Yakaga whispered to the chief.

"But how can I know your medicine is true medicine?" Makamuk asked.

"It is very easy.  First, I shall go into the woods--"

Again Yakaga whispered to Makamuk, who made a suspicious dissent.

"You can send twenty hunters with me," Subienkow went on.  "You see,
I must get the berries and the roots with which to make the medicine.
Then, when you have brought the two sleds and loaded on them the fish
and the beaver skins and the rifle, and when you have told off the
six hunters who will go with me--then, when all is ready, I will rub
the medicine on my neck, so, and lay my neck there on that log.  Then
can your strongest hunter take the axe and strike three times on my
neck.  You yourself can strike the three times."

Makamuk stood with gaping mouth, drinking in this latest and most
wonderful magic of the fur-thieves.

"But first," the Pole added hastily, "between each blow I must put on
fresh medicine.  The axe is heavy and sharp, and I want no mistakes."

"All that you have asked shall be yours," Makamuk cried in a rush of
acceptance.  "Proceed to make your medicine."

Subienkow concealed his elation.  He was playing a desperate game,
and there must be no slips.  He spoke arrogantly.
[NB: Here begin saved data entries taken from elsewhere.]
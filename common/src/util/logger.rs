use std::io::Write;

/// Installs the global logger. `RUST_LOG` overrides the `info` default.
pub fn init() {
    let env = env_logger::Env::default().default_filter_or("info");
    let _ = env_logger::Builder::from_env(env)
        .format(|buf, record| {
            writeln!(
                buf,
                "[{} {:<5} {}] {}",
                buf.timestamp_millis(),
                record.level(),
                record.target(),
                record.args()
            )
        })
        .try_init();
}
"You have been slow.  My medicine is offended.  To make the offence
clean you must give me your daughter."

He pointed to the girl, an unwholesome creature, with a cast in one
eye and a bristling wolf-tooth.  Makamuk was angry, but the Pole
remained imperturbable, rolling and lighting another cigarette.

"Make haste," he threatened.  "If you are not quick, I shall demand
yet more."

In the silence that followed, the dreary northland scene faded before
him, and he saw once more his native land, and France, and, once, as
he glanced at the wolf-toothed girl, he remembered another girl, a
singer and a dancer, whom he had known when first as a youth he came
to Paris.

"What do you want with the girl?" Makamuk asked.

"To go down the river with me."  Subienkow glanced over her
critically.  "She will make a good wife, and it is an honour worthy
of my medicine to be married to your blood."

Again he remembered the singer and dancer and hummed aloud a song she
had taught him.  He lived the old life over, but in a detached,
impersonal sort of way, looking at the memory-pictures of his own
life as if they were pictures in a book of anybody's life.  The
chief's voice, abruptly breaking the silence, startled him

"It shall be done," said Makamuk.  "The girl shall go down the river
with you.  But be it understood that I myself strike the three blows
with the axe on your neck."

"But each time I shall put on the medicine," Subienkow answered, with
a show of ill-concealed anxiety.

"You shall put the medicine on between each blow.  Here are the
hunters who shall see you do not escape.  Go into the forest and
gather your medicine."

Makamuk had been convinced of the worth of the medicine by the Pole's
rapacity.  Surely nothing less than the greatest of medicines could
enable a man in the shadow of death to stand up and drive an old-
woman's bargain.

"Besides," whispered Yakaga, when the Pole, with his guard, had
disappeared among the spruce trees, "when you have learned the
medicine you can easily destroy him."

"But how can I destroy him?" Makamuk argued.  "His medicine will not
let me destroy him."

"There will be some part where he has not rubbed the medicine," was
Yakaga's reply.  "We will destroy him through that part.  It may be
his ears.  Very well; we will thrust a spear in one ear and out the
other.  Or it may be his eyes.  Surely the medicine will be much too
strong to rub on his eyes."

The chief nodded.  "You are wise, Yakaga.  If he possesses no other
devil-things, we will then destroy him."

Subienkow did not waste time in gathering the ingredients for his
medicine, he selected whatsoever came to hand such as spruce needles,
the inner bark of the willow, a strip of birch bark, and a quantity
of moss-berries, which he made the hunters dig up for him from
beneath the snow.  A few frozen roots completed his supply, and he
led the way back to camp.

Makamuk and Yakaga crouched beside him, noting the quantities and
kinds of the ingredients he dropped into the pot of boiling water.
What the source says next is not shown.